Q: “Trackers,” which Los Angeles saw in 1991 and will see again Sunday, was the first dance that you made with the aid of Life Forms. How did you first approach choreographing on the computer?

A: I had had the computer only a very short time, when I was working on “Trackers,” so I was learning and fumbling and making all kinds of mistakes. At that time, you could not put a sequence of movement in; all you could put in was something like a single shot, like a photograph. I could put that in the memory, and then could put the figure in another shape, and have that; I would have, so to speak, two photographs. So “Trackers” has a number of stances in it, and that’s where they come from. And then by chance means, I made the order of these stances.

I think it was while I was working on “Trackers,” or along about that time, they jumped the program to where you could put a sequence of movement in it like a movie. The computer would do the movement in as direct a way as possible, from the first position you enter to the second. But the computer might produce the movement that I would ordinarily do at a certain speed at a totally different tempo. And I thought, “Oh, maybe we could do that.”

So when you see something you haven’t seen before you wonder--at least I kept wondering--whether it was not possible to utilize it. Even if you couldn’t do it, you try it, and in the process you might find out something else.

Q: One thing I’ve heard you say is that the computer, and I guess you can extend this to technology in general, doesn’t necessarily make things easier. Since you can only work with one figure at a time on the screen, it must become very complex when you put everything together with the dancers on the stage.

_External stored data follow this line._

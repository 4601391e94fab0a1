/*!
 * Simulation
 *
 * External driver for the allocator: owns the wall clock, retries failed
 * placements one tick later, and runs randomized workloads.
 */

mod driver;
mod walk;

pub use driver::{PlacementRecord, Simulator, WalkReport};
pub use walk::{run_random_walk, simulate_random_walk, WalkConfig};
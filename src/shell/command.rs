/*!
 * Command Parsing
 * One command per line, whitespace-separated tokens
 */

use super::errors::{ShellError, ShellResult};
use crate::core::types::{Size, Tick};
use crate::simulation::WalkConfig;
use std::str::{FromStr, SplitWhitespace};

#[derive(Debug, Clone, PartialEq, Eq)]
pub enum Command {
    /// `N`
    Name,
    /// `C <size>`
    Create { size: Size },
    /// `A <size> <lifetime>`
    Add { size: Size, lifetime: Tick },
    /// `P`
    Print,
    /// `J`
    Json,
    /// `R <size> <min> <max> <maxLifetime> <placements>`
    RandomWalk(WalkConfig),
    /// `E`
    Exit,
}

impl Command {
    /// Parse one input line; blank lines yield `None`
    pub fn parse_line(line: &str) -> ShellResult<Option<Self>> {
        let mut tokens = line.split_whitespace();
        let Some(keyword) = tokens.next() else {
            return Ok(None);
        };

        let command = match keyword {
            "N" => Command::Name,
            "C" => Command::Create {
                size: arg(&mut tokens, "C", "size")?,
            },
            "A" => Command::Add {
                size: arg(&mut tokens, "A", "size")?,
                lifetime: arg(&mut tokens, "A", "lifetime")?,
            },
            "P" => Command::Print,
            "J" => Command::Json,
            "R" => Command::RandomWalk(WalkConfig::new(
                arg(&mut tokens, "R", "size")?,
                arg(&mut tokens, "R", "min size")?,
                arg(&mut tokens, "R", "max size")?,
                arg(&mut tokens, "R", "max lifetime")?,
                arg(&mut tokens, "R", "placements")?,
            )),
            "E" => Command::Exit,
            other => return Err(ShellError::UnknownCommand(other.to_string())),
        };
        Ok(Some(command))
    }
}

fn arg<T: FromStr>(
    tokens: &mut SplitWhitespace<'_>,
    command: &'static str,
    argument: &'static str,
) -> ShellResult<T> {
    let raw = tokens
        .next()
        .ok_or(ShellError::MissingArgument { command, argument })?;
    raw.parse().map_err(|_| ShellError::InvalidNumber {
        argument,
        value: raw.to_string(),
    })
}
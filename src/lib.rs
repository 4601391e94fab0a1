/*!
 * Segment Memory Simulator Library
 *
 * Next-fit placement of fixed-lifetime segments into a single contiguous
 * region, with the clock-driven driver and command shell built on top.
 */

pub mod config;
pub mod core;
pub mod memory;
pub mod monitoring;
pub mod shell;
pub mod simulation;

// Re-exports
pub use config::{ConfigError, SimConfig};
pub use memory::{
    MemoryError, MemoryResult, NextFitAllocator, RegionInfo, RegionLayout, RegionStats,
    SegmentAllocator, SegmentInfo, SharedAllocator,
};
pub use monitoring::init_tracing;
pub use shell::{Command, Shell, ShellError};
pub use simulation::{run_random_walk, PlacementRecord, Simulator, WalkConfig, WalkReport};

A: It really adds a mind-boggling element. Like, today I’m working on this new work, and I’m trying to work in a freer way. And while I’m trying to find certain things out, the dancers have to stand around--of course, they always do anyway--and then I say, “Now you go, and you go.” And then they all rush in, and suddenly they don’t know where they’re supposed to go yet, and they’re banging into each other. But they’re accepting it. I don’t do this kind of thing very often, but in this particular thing I wanted to try it out and see. It’s like those particles.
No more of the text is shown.